Article Text
Abstract
Background and Aim An international disease registry was started in September 2009 to evaluate the long-term disease course of NP-C in clinical settings.
Methods Descriptive data from enrolment are presented for all patients with available data who were included in the Registry as of 19th August 2011.

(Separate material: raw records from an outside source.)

use std::path::PathBuf;

use proofs::errors::ProofError;
use thiserror::Error;

#[derive(Debug, Error)]
pub enum CliError {
  #[error(transparent)]
  Config(#[from] config::ConfigError),

  #[error("{}: {0}", .0.kind())]
  Proof(#[from] ProofError),

  #[error("failed to access {path:?}: {source}")]
  Io { path: PathBuf, source: std::io::Error },

  #[error(transparent)]
  Json(#[from] serde_json::Error),
}

impl CliError {
  pub fn io(path: &std::path::Path) -> impl FnOnce(std::io::Error) -> CliError + '_ {
    move |source| CliError::Io { path: path.to_path_buf(), source }
  }
}
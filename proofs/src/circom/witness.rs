//! # Witness Module
//!
//! The `witness` module evaluates a witness graph against concrete inputs.
//!
//! Evaluation visits the node arena once in topological order and stores each node's value in a
//! table indexed by node position, so a node shared by several users is computed a single time.
//! The witness is then read off the table through the graph's witness signal mapping.
//!
//! ## Functions
//!
//! - `evaluate`: Evaluates a graph against an already built input buffer.
//! - `calculate_witness_values`: Parses the inputs JSON and evaluates the graph.
//! - `generate_witness_from_graph`: Decodes a graph blob and computes the BN254 witness.

use std::time::Instant;

use ark_ff::PrimeField;
use tracing::{debug, info};

use super::{
  graph::{Graph, Node},
  inputs::parse_inputs,
  ops::{apply_op, apply_tres, apply_uno},
};
use crate::{errors::ProofError, Fr};

/// Evaluates every node of `graph` and returns the witness.
///
/// # Arguments
///
/// * `graph` - A validated witness graph.
/// * `input_buffer` - One value per input slot, slot 0 holding one.
///
/// # Returns
///
/// A `Result` containing one field element per witness slot.
pub fn evaluate<F: PrimeField>(graph: &Graph<F>, input_buffer: &[F]) -> Result<Vec<F>, ProofError> {
  if input_buffer.len() != graph.num_input_slots {
    return Err(ProofError::InputMismatch(format!(
      "graph expects {} input slots, got {}",
      graph.num_input_slots,
      input_buffer.len()
    )));
  }

  let mut values = vec![F::zero(); graph.nodes.len()];
  for &index in graph.topological_order() {
    values[index] = match &graph.nodes[index] {
      Node::Input(slot) => input_buffer[*slot],
      Node::Constant(value) => *value,
      Node::Op(op, a, b) => apply_op(*op, &values[*a], &values[*b])
        .map_err(|e| annotate(e, index))?,
      Node::UnoOp(op, a) => apply_uno(*op, &values[*a]),
      Node::TresOp(op, a, b, c) => apply_tres(*op, &values[*a], &values[*b], &values[*c]),
      Node::Assert(value, expected) => {
        if values[*value] != values[*expected] {
          return Err(ProofError::ConstraintViolation(format!(
            "assertion at node {index} failed: node {value} differs from node {expected}"
          )));
        }
        values[*value]
      },
    };
  }

  Ok(graph.witness_signals.iter().map(|signal| values[*signal]).collect())
}

fn annotate(error: ProofError, index: usize) -> ProofError {
  match error {
    ProofError::ConstraintViolation(message) =>
      ProofError::ConstraintViolation(format!("{message} at node {index}")),
    other => other,
  }
}

/// Parses the inputs JSON against `graph` and computes the witness.
pub fn calculate_witness_values<F: PrimeField>(
  inputs: &[u8],
  graph: &Graph<F>,
) -> Result<Vec<F>, ProofError> {
  let input_buffer = parse_inputs(inputs, graph)?;
  evaluate(graph, &input_buffer)
}

/// Generates a witness from a graph
///
/// # Arguments
///
/// * `input_json` - The inputs JSON bytes.
/// * `graph_data` - The serialized graph.
///
/// # Returns
///
/// A `Result` containing a vector of field elements.
pub fn generate_witness_from_graph(
  input_json: &[u8],
  graph_data: &[u8],
) -> Result<Vec<Fr>, ProofError> {
  let start = Instant::now();
  let graph = Graph::<Fr>::try_from(graph_data)?;
  debug!("graph decoded in {:?}", start.elapsed());

  let witness = calculate_witness_values(input_json, &graph)?;
  info!("computed {} witness values in {:?}", witness.len(), start.elapsed());
  Ok(witness)
}

#[cfg(test)]
mod tests {
  use super::*;
  use crate::circom::{GraphBuilder, Operation};

  /// out = a * b, with the product reused by an intermediate signal `out + out`
  fn shared_graph() -> Graph<Fr> {
    let mut builder = GraphBuilder::<Fr>::new();
    let one = builder.one();
    let a = builder.input("a", 1)[0];
    let b = builder.input("b", 1)[0];
    let out = builder.op(Operation::Mul, a, b);
    let double = builder.op(Operation::Add, out, out);
    builder.witness(one).witness(out).witness(a).witness(b).witness(double);
    builder.build().unwrap()
  }

  #[test]
  #[tracing_test::traced_test]
  fn test_evaluate_shared_nodes() {
    let witness = calculate_witness_values(br#"{"a": "3", "b": "4"}"#, &shared_graph()).unwrap();
    let expected: Vec<Fr> = [1u64, 12, 3, 4, 24].into_iter().map(Fr::from).collect();
    assert_eq!(witness, expected);
  }

  #[test]
  fn test_evaluate_rejects_wrong_buffer() {
    let err = evaluate(&shared_graph(), &[Fr::from(1u64)]).unwrap_err();
    assert!(matches!(err, ProofError::InputMismatch(_)));
  }

  #[test]
  fn test_failed_assertion() {
    let mut builder = GraphBuilder::<Fr>::new();
    let a = builder.input("a", 1)[0];
    let seven = builder.constant(Fr::from(7u64));
    let checked = builder.assert_eq(a, seven);
    builder.witness(checked);
    let graph = builder.build().unwrap();

    assert_eq!(calculate_witness_values(br#"{"a": 7}"#, &graph).unwrap(), vec![Fr::from(7u64)]);
    let err = calculate_witness_values(br#"{"a": 8}"#, &graph).unwrap_err();
    assert!(matches!(err, ProofError::ConstraintViolation(_)));
  }

  #[test]
  fn test_generate_from_graph_bytes() {
    let bytes = shared_graph().to_bytes();
    let witness = generate_witness_from_graph(br#"{"a": 5, "b": "0x2"}"#, &bytes).unwrap();
    assert_eq!(witness[1], Fr::from(10u64));
    assert!(matches!(
      generate_witness_from_graph(br#"{"a": 5, "b": 2}"#, &bytes[..20]),
      Err(ProofError::GraphParse(_))
    ));
  }
}
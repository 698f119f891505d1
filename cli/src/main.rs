use std::{path::PathBuf, process::ExitCode};

use clap::{Args as ClapArgs, Parser, Subcommand};
use tracing::{error, info, Level};
use tracing_subscriber::{EnvFilter, FmtSubscriber};

pub mod commands;
pub mod config;
pub mod errors;

use crate::{config::Config, errors::CliError};

#[derive(Parser, Debug)]
#[command(name = "circom-prover", version, about = "Circom witness calculation and Groth16 proofs")]
pub struct Args {
  /// Configuration file with default artifact paths
  #[arg(short, long, default_value = "circom-prover.toml")]
  config: PathBuf,

  /// Increase logging verbosity (-v, -vv, -vvv, etc.)
  #[arg(short, long, action = clap::ArgAction::Count, global = true)]
  verbose: u8,

  #[command(subcommand)]
  command: Command,
}

/// Artifact path overrides. Anything left out comes from the configuration.
#[derive(ClapArgs, Debug, Default)]
pub struct Paths {
  /// Witness graph
  #[arg(long)]
  graph:   Option<PathBuf>,
  /// Inputs JSON
  #[arg(long)]
  inputs:  Option<PathBuf>,
  /// Proving key
  #[arg(long)]
  zkey:    Option<PathBuf>,
  /// `.wtns` witness
  #[arg(long)]
  witness: Option<PathBuf>,
  /// Proof JSON
  #[arg(long)]
  proof:   Option<PathBuf>,
  /// Public signals JSON
  #[arg(long)]
  public:  Option<PathBuf>,
  /// Verification key JSON
  #[arg(long)]
  vkey:    Option<PathBuf>,
  /// Constraint system
  #[arg(long)]
  r1cs:    Option<PathBuf>,
}

impl Paths {
  fn apply(self, mut config: Config) -> Config {
    let overrides = [
      (self.graph, &mut config.graph),
      (self.inputs, &mut config.inputs),
      (self.zkey, &mut config.zkey),
      (self.witness, &mut config.witness),
      (self.proof, &mut config.proof),
      (self.public, &mut config.public),
      (self.vkey, &mut config.vkey),
      (self.r1cs, &mut config.r1cs),
    ];
    for (value, target) in overrides {
      if let Some(value) = value {
        *target = value;
      }
    }
    config
  }
}

#[derive(Subcommand, Debug)]
pub enum Command {
  /// Compute the witness of the inputs from the witness graph
  Witness(Paths),
  /// Prove a witness with the proving key
  Prove(Paths),
  /// Compute the witness and prove it, reporting the time of each stage
  Run(Paths),
  /// Verify a proof and its public signals
  Verify(Paths),
  /// Development-only setup of a proving key from an R1CS
  Setup(Paths),
  /// Export the verification key of a proving key
  ExportVkey(Paths),
}

fn init_logging(verbose: u8) {
  // Logging options
  let log_level = match verbose {
    0 => Level::ERROR,
    1 => Level::WARN,
    2 => Level::INFO,
    3 => Level::DEBUG,
    _ => Level::TRACE,
  };
  let builder = FmtSubscriber::builder().with_max_level(log_level).with_writer(std::io::stderr);
  let result = match EnvFilter::try_from_default_env() {
    Ok(filter) => tracing::subscriber::set_global_default(builder.with_env_filter(filter).finish()),
    Err(_) => tracing::subscriber::set_global_default(builder.finish()),
  };
  result.expect("setting default subscriber failed");
}

async fn execute(args: Args) -> Result<ExitCode, CliError> {
  let config = config::read_config(&args.config)?;
  match args.command {
    Command::Witness(paths) => commands::witness(&paths.apply(config))?,
    Command::Prove(paths) => commands::prove(&paths.apply(config))?,
    Command::Run(paths) => {
      let report = commands::run(&paths.apply(config)).await?;
      println!("witness: {:.3}s", report.witness.as_secs_f64());
      println!("proof: {:.3}s", report.proof.as_secs_f64());
    },
    Command::Verify(paths) =>
      if commands::verify(&paths.apply(config))? {
        println!("OK");
      } else {
        println!("INVALID");
        return Ok(ExitCode::FAILURE);
      },
    Command::Setup(paths) => commands::setup(&paths.apply(config))?,
    Command::ExportVkey(paths) => commands::export_vkey(&paths.apply(config))?,
  }
  Ok(ExitCode::SUCCESS)
}

#[tokio::main]
async fn main() -> ExitCode {
  let args = Args::parse();
  init_logging(args.verbose);
  info!("using configuration {:?}", args.config);

  match execute(args).await {
    Ok(code) => code,
    Err(e) => {
      error!("{e}");
      eprintln!("error: {e}");
      ExitCode::FAILURE
    },
  }
}
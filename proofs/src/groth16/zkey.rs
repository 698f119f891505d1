//! Reading and writing snarkjs `.zkey` proving keys.
//!
//! Curve coordinates are stored in Montgomery form and the coefficient values in double
//! Montgomery form (`x * R^2 mod r`), both as 32 little endian bytes. Everything read is checked:
//! the field moduli must be BN254's, every point must be on the curve and in the prime order
//! subgroup, and every coefficient must address a constraint and signal that exist.

use std::io::Read;

use ark_ff::{BigInt, BigInteger, PrimeField};
use byteorder::{LittleEndian, ReadBytesExt};
use tracing::debug;

use super::{Coefficient, Matrix, ProvingKey, VerifyingKey};
use crate::{
  circom::{modulus_bytes, read_u32, write_u32, BinFile, BinFileWriter},
  errors::ProofError,
  Fq, Fq2, Fr, G1Affine, G2Affine,
};

const ZKEY_MAGIC: &[u8; 4] = b"zkey";
const ZKEY_VERSION: u32 = 1;
const GROTH16_PROTOCOL: u32 = 1;

const HEADER_SECTION: u32 = 1;
const GROTH16_HEADER_SECTION: u32 = 2;
const IC_SECTION: u32 = 3;
const COEFFS_SECTION: u32 = 4;
const A_SECTION: u32 = 5;
const B1_SECTION: u32 = 6;
const B2_SECTION: u32 = 7;
const C_SECTION: u32 = 8;
const H_SECTION: u32 = 9;
const CONTRIBUTIONS_SECTION: u32 = 10;

const N8: usize = 32;
const G1_SIZE: usize = 2 * N8;
const G2_SIZE: usize = 4 * N8;
const COEFFICIENT_SIZE: usize = 12 + N8;

fn parse_error(message: impl Into<String>) -> ProofError { ProofError::ZkeyParse(message.into()) }

impl TryFrom<&[u8]> for ProvingKey {
  type Error = ProofError;

  fn try_from(value: &[u8]) -> Result<Self, Self::Error> { read_zkey(value) }
}

/// Reads a proving key from zkey bytes.
///
/// # Arguments
///
/// * `data` - A complete `.zkey` file.
///
/// # Returns
///
/// The proving key, or `ZkeyParse` describing the first malformed part.
pub fn read_zkey(data: &[u8]) -> Result<ProvingKey, ProofError> {
  let kind = ProofError::ZkeyParse;
  let file = BinFile::parse(data, ZKEY_MAGIC, ZKEY_VERSION, kind)?;

  let protocol = read_u32(&mut file.section(HEADER_SECTION)?, kind)?;
  if protocol != GROTH16_PROTOCOL {
    return Err(parse_error(format!("protocol {protocol} is not groth16")));
  }

  let mut header = file.section(GROTH16_HEADER_SECTION)?;
  read_modulus(&mut header, &modulus_bytes::<Fq>(), "base")?;
  read_modulus(&mut header, &modulus_bytes::<Fr>(), "scalar")?;
  let n_vars = read_u32(&mut header, kind)? as usize;
  let n_public = read_u32(&mut header, kind)? as usize;
  let domain_size = read_u32(&mut header, kind)? as usize;
  if !domain_size.is_power_of_two() {
    return Err(parse_error(format!("domain size {domain_size} is not a power of two")));
  }
  if n_vars <= n_public {
    return Err(parse_error(format!("{n_vars} signals cannot hold {n_public} public signals")));
  }

  let alpha_g1 = read_g1(&mut header)?;
  let beta_g1 = read_g1(&mut header)?;
  let beta_g2 = read_g2(&mut header)?;
  let gamma_g2 = read_g2(&mut header)?;
  let delta_g1 = read_g1(&mut header)?;
  let delta_g2 = read_g2(&mut header)?;
  debug!("zkey header: {n_vars} signals, {n_public} public, domain {domain_size}");

  let ic = read_g1_section(&file, IC_SECTION, n_public + 1)?;
  let coefficients = read_coefficients(&file, n_vars, domain_size)?;
  let a_query = read_g1_section(&file, A_SECTION, n_vars)?;
  let b_g1_query = read_g1_section(&file, B1_SECTION, n_vars)?;
  let b_g2_query = read_g2_section(&file, B2_SECTION, n_vars)?;
  let c_query = read_g1_section(&file, C_SECTION, n_vars - n_public - 1)?;
  let h_query = read_g1_section(&file, H_SECTION, domain_size)?;

  Ok(ProvingKey {
    n_vars,
    n_public,
    domain_size,
    vk: VerifyingKey { alpha_g1, beta_g2, gamma_g2, delta_g2, ic },
    beta_g1,
    delta_g1,
    coefficients,
    a_query,
    b_g1_query,
    b_g2_query,
    c_query,
    h_query,
  })
}

fn read_modulus<R: Read>(reader: &mut R, expected: &[u8], name: &str) -> Result<(), ProofError> {
  let n8 = read_u32(reader, ProofError::ZkeyParse)? as usize;
  if n8 != expected.len() {
    return Err(parse_error(format!("{name} field uses {n8}-byte elements")));
  }
  let mut modulus = vec![0u8; n8];
  reader.read_exact(&mut modulus).map_err(|_| parse_error("truncated groth16 header"))?;
  if modulus != expected {
    return Err(parse_error(format!("{name} field modulus is not BN254's")));
  }
  Ok(())
}

fn read_coefficients(
  file: &BinFile,
  n_vars: usize,
  domain_size: usize,
) -> Result<Vec<Coefficient>, ProofError> {
  let mut section = file.section(COEFFS_SECTION)?;
  let n_coefficients = read_u32(&mut section, ProofError::ZkeyParse)? as usize;
  if file.section_size(COEFFS_SECTION)? != 4 + n_coefficients * COEFFICIENT_SIZE {
    return Err(parse_error(format!("coefficient section does not hold {n_coefficients} entries")));
  }

  let mut coefficients = Vec::with_capacity(n_coefficients);
  for _ in 0..n_coefficients {
    let matrix = match read_u32(&mut section, ProofError::ZkeyParse)? {
      0 => Matrix::A,
      1 => Matrix::B,
      other => return Err(parse_error(format!("coefficient names unknown matrix {other}"))),
    };
    let constraint = read_u32(&mut section, ProofError::ZkeyParse)? as usize;
    let signal = read_u32(&mut section, ProofError::ZkeyParse)? as usize;
    if constraint >= domain_size || signal >= n_vars {
      return Err(parse_error(format!(
        "coefficient ({constraint}, {signal}) is outside the {domain_size} x {n_vars} matrix"
      )));
    }
    let value = read_double_montgomery(&mut section)?;
    coefficients.push(Coefficient { matrix, constraint, signal, value });
  }
  Ok(coefficients)
}

fn read_limbs<R: Read>(reader: &mut R) -> Result<BigInt<4>, ProofError> {
  let mut limbs = [0u64; 4];
  reader
    .read_u64_into::<LittleEndian>(&mut limbs)
    .map_err(|_| parse_error("truncated field element"))?;
  Ok(BigInt::new(limbs))
}

/// Reads a base field element stored in Montgomery form.
fn read_fq<R: Read>(reader: &mut R) -> Result<Fq, ProofError> {
  let limbs = read_limbs(reader)?;
  if limbs >= Fq::MODULUS {
    return Err(parse_error("curve coordinate is not below the base field modulus"));
  }
  Ok(Fq::new_unchecked(limbs))
}

/// Reads a scalar stored as `x * R^2 mod r`.
fn read_double_montgomery<R: Read>(reader: &mut R) -> Result<Fr, ProofError> {
  let limbs = read_limbs(reader)?;
  if limbs >= Fr::MODULUS {
    return Err(parse_error("coefficient is not below the scalar field modulus"));
  }
  // Stripping one Montgomery factor leaves the Montgomery form of the value
  Ok(Fr::new_unchecked(Fr::new_unchecked(limbs).into_bigint()))
}

fn read_g1<R: Read>(reader: &mut R) -> Result<G1Affine, ProofError> {
  let x = read_fq(reader)?;
  let y = read_fq(reader)?;
  if x.0.is_zero() && y.0.is_zero() {
    return Ok(G1Affine::identity());
  }
  let point = G1Affine::new_unchecked(x, y);
  if !point.is_on_curve() || !point.is_in_correct_subgroup_assuming_on_curve() {
    return Err(parse_error("G1 point is not in the curve's prime order subgroup"));
  }
  Ok(point)
}

fn read_g2<R: Read>(reader: &mut R) -> Result<G2Affine, ProofError> {
  let x = Fq2::new(read_fq(reader)?, read_fq(reader)?);
  let y = Fq2::new(read_fq(reader)?, read_fq(reader)?);
  if x.c0.0.is_zero() && x.c1.0.is_zero() && y.c0.0.is_zero() && y.c1.0.is_zero() {
    return Ok(G2Affine::identity());
  }
  let point = G2Affine::new_unchecked(x, y);
  if !point.is_on_curve() || !point.is_in_correct_subgroup_assuming_on_curve() {
    return Err(parse_error("G2 point is not in the curve's prime order subgroup"));
  }
  Ok(point)
}

fn read_g1_section(
  file: &BinFile,
  section_type: u32,
  count: usize,
) -> Result<Vec<G1Affine>, ProofError> {
  let size = file.section_size(section_type)?;
  if size != count * G1_SIZE {
    return Err(parse_error(format!(
      "section {section_type} holds {size} bytes, expected {count} G1 points"
    )));
  }
  let mut section = file.section(section_type)?;
  (0..count).map(|_| read_g1(&mut section)).collect()
}

fn read_g2_section(
  file: &BinFile,
  section_type: u32,
  count: usize,
) -> Result<Vec<G2Affine>, ProofError> {
  let size = file.section_size(section_type)?;
  if size != count * G2_SIZE {
    return Err(parse_error(format!(
      "section {section_type} holds {size} bytes, expected {count} G2 points"
    )));
  }
  let mut section = file.section(section_type)?;
  (0..count).map(|_| read_g2(&mut section)).collect()
}

fn write_limbs(out: &mut Vec<u8>, limbs: &BigInt<4>) {
  for limb in limbs.0 {
    out.extend_from_slice(&limb.to_le_bytes());
  }
}

fn write_g1(out: &mut Vec<u8>, point: &G1Affine) {
  if point.infinity {
    out.extend_from_slice(&[0u8; G1_SIZE]);
    return;
  }
  write_limbs(out, &point.x.0);
  write_limbs(out, &point.y.0);
}

fn write_g2(out: &mut Vec<u8>, point: &G2Affine) {
  if point.infinity {
    out.extend_from_slice(&[0u8; G2_SIZE]);
    return;
  }
  for coordinate in [point.x.c0, point.x.c1, point.y.c0, point.y.c1] {
    write_limbs(out, &coordinate.0);
  }
}

fn g1_section(points: &[G1Affine]) -> Vec<u8> {
  let mut out = Vec::with_capacity(points.len() * G1_SIZE);
  points.iter().for_each(|point| write_g1(&mut out, point));
  out
}

impl ProvingKey {
  /// Serializes the key as a snarkjs zkey with an empty contribution list.
  pub fn to_bytes(&self) -> Vec<u8> {
    let mut header = Vec::new();
    write_u32(&mut header, GROTH16_PROTOCOL);

    let mut groth16 = Vec::new();
    write_u32(&mut groth16, N8 as u32);
    groth16.extend_from_slice(&modulus_bytes::<Fq>());
    write_u32(&mut groth16, N8 as u32);
    groth16.extend_from_slice(&modulus_bytes::<Fr>());
    write_u32(&mut groth16, self.n_vars as u32);
    write_u32(&mut groth16, self.n_public as u32);
    write_u32(&mut groth16, self.domain_size as u32);
    write_g1(&mut groth16, &self.vk.alpha_g1);
    write_g1(&mut groth16, &self.beta_g1);
    write_g2(&mut groth16, &self.vk.beta_g2);
    write_g2(&mut groth16, &self.vk.gamma_g2);
    write_g1(&mut groth16, &self.delta_g1);
    write_g2(&mut groth16, &self.vk.delta_g2);

    let mut coefficients = Vec::with_capacity(4 + self.coefficients.len() * COEFFICIENT_SIZE);
    write_u32(&mut coefficients, self.coefficients.len() as u32);
    for coefficient in &self.coefficients {
      write_u32(&mut coefficients, coefficient.matrix as u32);
      write_u32(&mut coefficients, coefficient.constraint as u32);
      write_u32(&mut coefficients, coefficient.signal as u32);
      // The Montgomery form of `x * R` is `x * R^2`
      let shifted = Fr::from_le_bytes_mod_order(&coefficient.value.0.to_bytes_le());
      write_limbs(&mut coefficients, &shifted.0);
    }

    let mut b2 = Vec::with_capacity(self.b_g2_query.len() * G2_SIZE);
    self.b_g2_query.iter().for_each(|point| write_g2(&mut b2, point));

    // No ceremony transcript, just the empty contribution list
    let mut contributions = Vec::new();
    contributions.extend_from_slice(&[0u8; 64]);
    write_u32(&mut contributions, 0);

    let mut writer = BinFileWriter::new(ZKEY_MAGIC, ZKEY_VERSION, 10);
    writer
      .section(HEADER_SECTION, &header)
      .section(GROTH16_HEADER_SECTION, &groth16)
      .section(IC_SECTION, &g1_section(&self.vk.ic))
      .section(COEFFS_SECTION, &coefficients)
      .section(A_SECTION, &g1_section(&self.a_query))
      .section(B1_SECTION, &g1_section(&self.b_g1_query))
      .section(B2_SECTION, &b2)
      .section(C_SECTION, &g1_section(&self.c_query))
      .section(H_SECTION, &g1_section(&self.h_query))
      .section(CONTRIBUTIONS_SECTION, &contributions);
    writer.finish()
  }
}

Results 121 patients have been enrolled. The median (range) age at enrolment was 16.9 (0.9−56.6) years, age at onset of neurological manifestations was 8.2 (< 1−48.0) years (n=100), and age at diagnosis was 11.8 (0.1−53.9) years (n=110). A history of neonatal jaundice was recorded in 4/4 evaluable patients with early-infantile (EI) onset of neurological manifestations (at age < 2 years; n=9), 6/21 (29%) with late-infantile (LI) onset (at 2 to < 6 years; n=31), 6/21 (29%) with juvenile (JUV) onset (at 6 to < 15 years; n=31), and 3/20 (15%) with adolescent/adult (AA) onset (at ≥ 15 years; n=29). Miglustat therapy at enrolment was recorded in 88/121 (73%) patients; mean (SD) exposure 1.69 (1.85) years (n=86). Neurological manifestations were observed in 71/84 (85%) patients: ataxia (71%), vertical gaze palsy (68%) and dysarthria (62%) were most frequent. Median (range) disability scores (0=normal; 1=worst) were: 0.0 (0.0–0.94) in EI (n=7), 0.29 (0.0–1.0) in LI (n=28), 0.41 (0.15–0.88) in JUV (n=28), and 0.29 (0.06–0.81) in AA-onset patients (n=26). A low proportion of patients had normal language, manipulation, ambulation, and/or swallowing.
Conclusions Over two-thirds of this NP-C cohort had infantile or juvenile onset of neurological manifestations; neonatal jaundice was observed more frequently in these patients versus adolescent/adult-onset patients.